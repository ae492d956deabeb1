//! MaxMind DB implementation of the geo resolver.

use std::fmt;
use std::net::IpAddr;
use std::path::{Path, PathBuf};

use maxminddb::Reader;
use serde::{Deserialize, Deserializer, de};

use crate::domain::entities::GeoRecord;
use crate::domain::repositories::{DatabaseInfo, GeoResolver};
use crate::error::{LoadError, ResolveError};

/// Record layout of a country + ASN database.
///
/// ```json
/// {"country": "US", "country_name": "United States", "continent": "NA",
///  "continent_name": "North America", "asn": "AS15169", "as_name": "Google LLC"}
/// ```
#[derive(Debug, Deserialize)]
struct CountryAsnRecord {
    country: Option<String>,
    country_name: Option<String>,
    continent: Option<String>,
    continent_name: Option<String>,
    #[serde(default, deserialize_with = "deserialize_asn")]
    asn: Option<u32>,
    as_name: Option<String>,
}

impl From<CountryAsnRecord> for GeoRecord {
    fn from(r: CountryAsnRecord) -> Self {
        GeoRecord {
            country_name: r.country_name,
            country_code: r.country,
            continent_code: r.continent,
            continent_name: r.continent_name,
            asn: r.asn,
            as_name: r.as_name,
        }
    }
}

/// Accepts the ASN as an integer or as an `AS<digits>` string.
fn deserialize_asn<'de, D>(deserializer: D) -> Result<Option<u32>, D::Error>
where
    D: Deserializer<'de>,
{
    struct AsnVisitor;

    impl de::Visitor<'_> for AsnVisitor {
        type Value = Option<u32>;

        fn expecting(&self, f: &mut fmt::Formatter) -> fmt::Result {
            f.write_str("an AS number or an \"AS<digits>\" string")
        }

        fn visit_u64<E: de::Error>(self, v: u64) -> Result<Self::Value, E> {
            u32::try_from(v).map(Some).map_err(E::custom)
        }

        fn visit_i64<E: de::Error>(self, v: i64) -> Result<Self::Value, E> {
            u32::try_from(v).map(Some).map_err(E::custom)
        }

        fn visit_str<E: de::Error>(self, v: &str) -> Result<Self::Value, E> {
            let digits = v
                .strip_prefix("AS")
                .or_else(|| v.strip_prefix("as"))
                .unwrap_or(v);
            if digits.is_empty() {
                return Ok(None);
            }
            digits.parse::<u32>().map(Some).map_err(E::custom)
        }
    }

    deserializer.deserialize_any(AsnVisitor)
}

/// Geo resolver backed by a MaxMind DB file held in memory.
pub struct MaxmindResolver {
    reader: Reader<Vec<u8>>,
    path: PathBuf,
}

impl MaxmindResolver {
    /// Opens and validates the database file.
    ///
    /// # Errors
    ///
    /// Returns [`LoadError::DatabaseUnavailable`] if the file is missing,
    /// unreadable, or not a MaxMind DB.
    pub fn open(path: impl AsRef<Path>) -> Result<Self, LoadError> {
        let path = path.as_ref().to_path_buf();
        let reader = Reader::open_readfile(&path).map_err(|source| {
            LoadError::DatabaseUnavailable {
                path: path.clone(),
                source,
            }
        })?;

        tracing::debug!(
            "Opened {} ({}, {} nodes)",
            path.display(),
            reader.metadata.database_type,
            reader.metadata.node_count
        );

        Ok(Self { reader, path })
    }

    pub fn path(&self) -> &Path {
        &self.path
    }
}

impl fmt::Debug for MaxmindResolver {
    fn fmt(&self, f: &mut fmt::Formatter<'_>) -> fmt::Result {
        f.debug_struct("MaxmindResolver")
            .field("path", &self.path)
            .field("database_type", &self.reader.metadata.database_type)
            .finish()
    }
}

impl GeoResolver for MaxmindResolver {
    fn resolve(&self, address: &str) -> Result<Option<GeoRecord>, ResolveError> {
        // Shape validation lets through strings such as "999.1.1.1"; the
        // database has nothing for them.
        let Ok(ip) = address.parse::<IpAddr>() else {
            tracing::debug!("{} is not a parseable IP literal, treating as miss", address);
            return Ok(None);
        };

        self.reader
            .lookup::<CountryAsnRecord>(ip)
            .map(|record| record.map(GeoRecord::from))
            .map_err(|e| ResolveError {
                address: address.to_string(),
                reason: e.to_string(),
            })
    }

    fn database_info(&self) -> DatabaseInfo {
        let metadata = &self.reader.metadata;
        DatabaseInfo {
            database_type: metadata.database_type.clone(),
            ip_version: metadata.ip_version,
            build_epoch: metadata.build_epoch,
        }
    }
}

#[cfg(test)]
mod tests {
    use super::*;
    use serde_json::json;
    use std::io::Write;

    fn decode(value: serde_json::Value) -> CountryAsnRecord {
        serde_json::from_value(value).unwrap()
    }

    #[test]
    fn test_open_missing_file() {
        let result = MaxmindResolver::open("/nonexistent/country_asn.mmdb");

        assert!(matches!(
            result,
            Err(LoadError::DatabaseUnavailable { .. })
        ));
    }

    #[test]
    fn test_open_garbage_file() {
        let mut file = tempfile::NamedTempFile::new().unwrap();
        file.write_all(b"definitely not a maxmind database").unwrap();

        let result = MaxmindResolver::open(file.path());

        match result {
            Err(LoadError::DatabaseUnavailable { path, .. }) => assert_eq!(path, file.path()),
            other => panic!("expected DatabaseUnavailable, got {:?}", other),
        }
    }

    #[test]
    fn test_asn_as_integer() {
        let record = decode(json!({"asn": 15169}));
        assert_eq!(record.asn, Some(15169));
    }

    #[test]
    fn test_asn_as_prefixed_string() {
        let record = decode(json!({"asn": "AS13335"}));
        assert_eq!(record.asn, Some(13335));
    }

    #[test]
    fn test_asn_missing() {
        let record = decode(json!({"country": "US"}));
        assert_eq!(record.asn, None);
    }

    #[test]
    fn test_asn_garbage_rejected() {
        let result = serde_json::from_value::<CountryAsnRecord>(json!({"asn": "ASxyz"}));
        assert!(result.is_err());
    }

    #[test]
    fn test_record_conversion() {
        let record = decode(json!({
            "country": "US",
            "country_name": "United States",
            "continent": "NA",
            "continent_name": "North America",
            "asn": "AS15169",
            "as_name": "Google LLC",
            "as_domain": "google.com"
        }));

        let geo = GeoRecord::from(record);

        assert_eq!(geo.country_code.as_deref(), Some("US"));
        assert_eq!(geo.country_name.as_deref(), Some("United States"));
        assert_eq!(geo.continent_code.as_deref(), Some("NA"));
        assert_eq!(geo.continent_name.as_deref(), Some("North America"));
        assert_eq!(geo.asn, Some(15169));
        assert_eq!(geo.as_name.as_deref(), Some("Google LLC"));
    }
}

[Assignment]
Copy out the entries. Leave every line exactly as it is.

[Exercise result]
repository ae492d956deabeb1
//! MaxMind DB implementation of the geo resolver.

use std::fmt;
use std::net::IpAddr;
use std::path::{Path, PathBuf};

use maxminddb::Reader;
use serde::{Deserialize, Deserializer, de};

use crate::domain::entities::GeoRecord;
use crate::domain::repositories::{DatabaseInfo, GeoResolver};
use crate::error::{LoadError, ResolveError};

/// Record layout of a country + ASN database.
///
/// ```json
/// {"country": "US", "country_name": "United States", "continent": "NA",
///  "continent_name": "North America", "asn": "AS15169", "as_name": "Google LLC"}
/// ```
#[derive(Debug, Deserialize)]
struct CountryAsnRecord {
    country: Option<String>,
    country_name: Option<String>,
    continent: Option<String>,
    continent_name: Option<String>,
    #[serde(default, deserialize_with = "deserialize_asn")]
    asn: Option<u32>,
    as_name: Option<String>,
}

impl From<CountryAsnRecord> for GeoRecord {
    fn from(r: CountryAsnRecord) -> Self {
        GeoRecord {
            country_name: r.country_name,
            country_code: r.country,
            continent_code: r.continent,
            continent_name: r.continent_name,
            asn: r.asn,
            as_name: r.as_name,
        }
    }
}

/// Accepts the ASN as an integer or as an `AS<digits>` string.
fn deserialize_asn<'de, D>(deserializer: D) -> Result<Option<u32>, D::Error>
where
    D: Deserializer<'de>,
{
    struct AsnVisitor;

    impl de::Visitor<'_> for AsnVisitor {
        type Value = Option<u32>;

        fn expecting(&self, f: &mut fmt::Formatter) -> fmt::Result {
            f.write_str("an AS number or an \"AS<digits>\" string")
        }

        fn visit_u64<E: de::Error>(self, v: u64) -> Result<Self::Value, E> {
            u32::try_from(v).map(Some).map_err(E::custom)
        }

        fn visit_i64<E: de::Error>(self, v: i64) -> Result<Self::Value, E> {
            u32::try_from(v).map(Some).map_err(E::custom)
        }

        fn visit_str<E: de::Error>(self, v: &str) -> Result<Self::Value, E> {
            let digits = v
                .strip_prefix("AS")
                .or_else(|| v.strip_prefix("as"))
                .unwrap_or(v);
            if digits.is_empty() {
                return Ok(None);
            }
            digits.parse::<u32>().map(Some).map_err(E::custom)
        }
    }

    deserializer.deserialize_any(AsnVisitor)
}

/// Geo resolver backed by a MaxMind DB file held in memory.
pub struct MaxmindResolver {
    reader: Reader<Vec<u8>>,
    path: PathBuf,
}

impl MaxmindResolver {
    /// Opens and validates the database file.
    ///
    /// # Errors
    ///
    /// Returns [`LoadError::DatabaseUnavailable`] if the file is missing,
    /// unreadable, or not a MaxMind DB.
    pub fn open(path: impl AsRef<Path>) -> Result<Self, LoadError> {
        let path = path.as_ref().to_path_buf();
        let reader = Reader::open_readfile(&path).map_err(|source| {
            LoadError::DatabaseUnavailable {
                path: path.clone(),
                source,
            }
        })?;

        tracing::debug!(
            "Opened {} ({}, {} nodes)",
            path.display(),
            reader.metadata.database_type,
            reader.metadata.node_count
        );

        Ok(Self { reader, path })
    }

    pub fn path(&self) -> &Path {
        &self.path
    }
}

impl fmt::Debug for MaxmindResolver {
    fn fmt(&self, f: &mut fmt::Formatter<'_>) -> fmt::Result {
        f.debug_struct("MaxmindResolver")
            .field("path", &self.path)
            .field("database_type", &self.reader.metadata.database_type)
            .finish()
    }
}

impl GeoResolver for MaxmindResolver {
    fn resolve(&self, address: &str) -> Result<Option<GeoRecord>, ResolveError> {
        // Shape validation lets through strings such as "999.1.1.1"; the
        // database has nothing for them.
        let Ok(ip) = address.parse::<IpAddr>() else {
            tracing::debug!("{} is not a parseable IP literal, treating as miss", address);
            return Ok(None);
        };

        self.reader
            .lookup::<CountryAsnRecord>(ip)
            .map(|record| record.map(GeoRecord::from))
            .map_err(|e| ResolveError {
                address: address.to_string(),
                reason: e.to_string(),
            })
    }

    fn database_info(&self) -> DatabaseInfo {
        let metadata = &self.reader.metadata;
        DatabaseInfo {
            database_type: metadata.database_type.clone(),
            ip_version: metadata.ip_version,
            build_epoch: metadata.build_epoch,
        }
    }
}

#[cfg(test)]
mod tests {
    use super::*;
    use serde_json::json;
    use std::io::Write;

    fn decode(value: serde_json::Value) -> CountryAsnRecord {
        serde_json::from_value(value).unwrap()
    }

    #[test]
    fn test_open_missing_file() {
        let result = MaxmindResolver::open("/nonexistent/country_asn.mmdb");

        assert!(matches!(
            result,
            Err(LoadError::DatabaseUnavailable { .. })
        ));
    }

    #[test]
    fn test_open_garbage_file() {
        let mut file = tempfile::NamedTempFile::new().unwrap();
        file.write_all(b"definitely not a maxmind database").unwrap();

        let result = MaxmindResolver::open(file.path());

        match result {
            Err(LoadError::DatabaseUnavailable { path, .. }) => assert_eq!(path, file.path()),
            other => panic!("expected DatabaseUnavailable, got {:?}", other),
        }
    }

    #[test]
    fn test_asn_as_integer() {
        let record = decode(json!({"asn": 15169}));
        assert_eq!(record.asn, Some(15169));
    }

    #[test]
    fn test_asn_as_prefixed_string() {
        let record = decode(json!({"asn": "AS13335"}));
        assert_eq!(record.asn, Some(13335));
    }

    #[test]
    fn test_asn_missing() {
        let record = decode(json!({"country": "US"}));
        assert_eq!(record.asn, None);
    }

    #[test]
    fn test_asn_garbage_rejected() {
        let result = serde_json::from_value::<CountryAsnRecord>(json!({"asn": "ASxyz"}));
        assert!(result.is_err());
    }

    #[test]
    fn test_record_conversion() {
        let record = decode(json!({
            "country": "US",
            "country_name": "United States",
            "continent": "NA",
            "continent_name": "North America",
            "asn": "AS15169",
            "as_name": "Google LLC",
            "as_domain": "google.com"
        }));

        let geo = GeoRecord::from(record);

        assert_eq!(geo.country_code.as_deref(), Some("US"));
        assert_eq!(geo.country_name.as_deref(), Some("United States"));
        assert_eq!(geo.continent_code.as_deref(), Some("NA"));
        assert_eq!(geo.continent_name.as_deref(), Some("North America"));
        assert_eq!(geo.asn, Some(15169));
        assert_eq!(geo.as_name.as_deref(), Some("Google LLC"));
    }
}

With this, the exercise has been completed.